Electrochemistry combined with microbial life in the so called microbial bioelectrochemical systems can certainly being a power tool for degrading organics compounds in contaminated soils and transforming various pollutants into harmless compounds. In fact, the microbial degradation of pollutants can be enhanced when combined with electrochemical methods. The application of external potentials can certainly enhance the degradation shortening the operational time. While many experiments have been carried out in small scale at laboratory level, scaling up the system into large scale with square meters of electrodes, is quite challenging and complicated.

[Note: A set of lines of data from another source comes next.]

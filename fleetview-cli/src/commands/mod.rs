//! Subcommand handlers
//!
//! Each handler builds the page controller the browser console uses and
//! drives it with terminal collaborators.

pub mod config;
pub mod nodes;
pub mod pipelines;
pub mod service;

use crate::api::{ApiClient, HttpTransport};
use crate::config::Config;
use crate::output::OutputFormat;
use crate::prompts;
use anyhow::Result;
use fleetview_common::action::{ActionOutcome, BatchReport};
use fleetview_common::api::RestClient;
use fleetview_common::controller::Collaborators;
use fleetview_common::ConsoleContext;
use std::fmt;
use std::rc::Rc;

/// Settings resolved from the config file and global flags
pub struct Session {
    pub config: Config,
    pub format: OutputFormat,
    pub assume_yes: bool,
    pub api: Rc<ApiClient>,
}

impl Session {
    pub fn new(
        config: Config,
        server: &str,
        token: Option<String>,
        format: OutputFormat,
        assume_yes: bool,
    ) -> Result<Self> {
        let transport = HttpTransport::new(server, token)?;
        Ok(Self {
            config,
            format,
            assume_yes,
            api: Rc::new(RestClient::new(transport)),
        })
    }

    pub fn server(&self) -> &str {
        self.api.transport().base_url()
    }

    pub fn context(&self, workspace: Option<&str>, cluster: Option<&str>) -> ConsoleContext {
        let offset = chrono::Local::now().offset().local_minus_utc();
        let mut ctx = ConsoleContext::new(&self.config.username)
            .with_actions(self.config.enabled_actions.iter().cloned())
            .with_offset_seconds(offset);
        if let Some(workspace) = workspace {
            ctx = ctx.with_workspace(workspace);
        }
        if let Some(cluster) = cluster {
            ctx = ctx.with_cluster(cluster);
        }
        ctx
    }

    pub fn collaborators(&self) -> Collaborators {
        prompts::collaborators(self.server(), self.assume_yes)
    }
}

/// Failure already shown to the user by the notifier
#[derive(Debug)]
pub struct Reported;

impl fmt::Display for Reported {
    fn fmt(&self, f: &mut fmt::Formatter<'_>) -> fmt::Result {
        write!(f, "action failed")
    }
}

impl std::error::Error for Reported {}

/// Exit status of a single action
pub fn finish<T>(outcome: ActionOutcome<T>) -> Result<Option<T>> {
    match outcome {
        ActionOutcome::Succeeded(value) => Ok(Some(value)),
        ActionOutcome::Cancelled => {
            crate::output::print_info("Cancelled");
            Ok(None)
        }
        ActionOutcome::Busy => anyhow::bail!("another action is in progress"),
        ActionOutcome::Failed(_) => Err(Reported.into()),
    }
}

/// A batch with any failed item exits non-zero
pub fn finish_batch(outcome: ActionOutcome<BatchReport>) -> Result<()> {
    match finish(outcome)? {
        Some(report) if !report.all_succeeded() => Err(Reported.into()),
        _ => Ok(()),
    }
}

With particular attention to groundwater, one of the main bottlenecks of this technology is the scarce ionic and electronic conductivity of groundwater that lower the efficiency of electrochemical methods as well as the microbial activity combined with electrochemical methods.Â
The review consists of many topics that included microbial bioelectrochemical operations description, interaction bacterial-electrode and their interfaces, discussion on electron transfer mechanisms (direct, indirect and mediated), discussion on the differences between ionic and electronic conductivity. Moreover, the electronic conductivity and its increase in groundwater is discussed with the intriguing enhancement by injecting conductive materials into groundwater to enhance conductivity. Conductive nanoparticles, oxides, carbon based materials are introduced and discussed and different injective methods are also discussed.Â
At last, a deep discussion is devoted to the existing methods to measure soil and groundwater conductivity that are able to determine and size the so-called “diffuse electro-conductive zone (DECZ). These methods includes electrical resistance methods, electrochemical impedence spectroscopy, electric resistivity tomography, induced polarization methods and other geophysical methods.

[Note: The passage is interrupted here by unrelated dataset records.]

//! Display projections
//!
//! Pure functions from records (and, for nodes, the current metric set) to
//! the values a row or detail card shows. Nothing here mutates its input.

pub mod node;
pub mod pipeline;
pub mod service;

pub use node::{NodeAction, NodeBatchAction, NodeOverview, NodeRow, ResourceTooltip, TaintBadge, UsageCell};
pub use pipeline::{PipelineAction, PipelineRow, PipelineStatusCell};
pub use service::{Attribute, ReplicaStatus, ServiceOperation, ServiceView};

/// Utilization at or above this ratio carries a warning
pub const WARNING_THRESHOLD: f64 = 0.9;

/// Share of a capacity in use
#[derive(Debug, Clone, Copy, PartialEq)]
pub struct Utilization {
    /// `used / total`, zero when the total is zero or unknown
    pub ratio: f64,
    /// Rounded percentage; not clamped, an overcommitted node reads above 100
    pub percent: i64,
    pub warning: bool,
}

impl Utilization {
    pub fn from_parts(used: Option<f64>, total: Option<f64>) -> Self {
        let ratio = match (used, total) {
            (Some(used), Some(total)) if total > 0.0 && total.is_finite() && used.is_finite() => used / total,
            _ => 0.0,
        };

        Self {
            ratio,
            percent: (ratio * 100.0).round() as i64,
            warning: ratio >= WARNING_THRESHOLD,
        }
    }

    /// e.g. `95%`
    pub fn label(&self) -> String {
        format!("{}%", self.percent)
    }
}

#[cfg(test)]
mod tests {
    use super::*;

    #[test]
    fn test_half_used() {
        let u = Utilization::from_parts(Some(2.0), Some(4.0));
        assert_eq!(u.label(), "50%");
        assert!(!u.warning);
    }

    #[test]
    fn test_warning_threshold() {
        let u = Utilization::from_parts(Some(3.8), Some(4.0));
        assert_eq!(u.label(), "95%");
        assert!(u.warning);

        assert!(Utilization::from_parts(Some(9.0), Some(10.0)).warning);
        assert!(!Utilization::from_parts(Some(8.9), Some(10.0)).warning);
    }

    #[test]
    fn test_zero_or_missing_total() {
        assert_eq!(Utilization::from_parts(Some(3.0), Some(0.0)).ratio, 0.0);
        assert_eq!(Utilization::from_parts(Some(3.0), None).percent, 0);
        assert_eq!(Utilization::from_parts(None, Some(4.0)).percent, 0);
        assert_eq!(Utilization::from_parts(Some(f64::NAN), Some(4.0)).percent, 0);
    }

    #[test]
    fn test_overcommit_not_clamped() {
        assert_eq!(Utilization::from_parts(Some(5.0), Some(4.0)).percent, 125);
    }
}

This comprehensive review article work has been successfully carried out through a collaboration between a team of researchers of the University of Milano-Bicocca (prof. R. Ruffo and prof. C. Santoro) together with Water Research Institute (IRSA), National Research Council (CNR), Rome, Italy (CNR-IRSA; F. Aulenta, M. Tucci, C. Cruz Viggi), Institute for Environmental Geology and Geoengineering (IGAG), National Research Council (CNR), Cagliari, Italy (CNR-IGAG; S. Milia) Department of Civil, Environmental Engineering and Architecture, University of Cagliari, Cagliari, Italy (S. Hosseini, G. Farru), Department of Environment, Land and Infrastructure Engineering & Clean Water Center, CWC, Politecnico di Torino, Torino, Italy (R. Sethi, C. Bianco, T. Tosco, M.Ioannidis), Department of Civil, Chemical, Environmental and Materials Engineering, Alma Mater Studiorum University of Bologna, Bologna, Italy (G. Zanaroli), Department of Biology, Aarhus University, Aarhus, Denmark (U. Marzocchi) and Department of Geosciences, University of Padua, Padua, Italy (G. Cassiani, L. Peruzzo)
The results of the study are reported in the paper “Groundwater Electro-Bioremediation via Diffuse Electro-Conductive Zones: A Critical Review " (DOI: 10.1016/j.ese.2024.100516) published on Environmental Science and Ecotechnology (Impact Factor 14.0 - Clarivate 2023)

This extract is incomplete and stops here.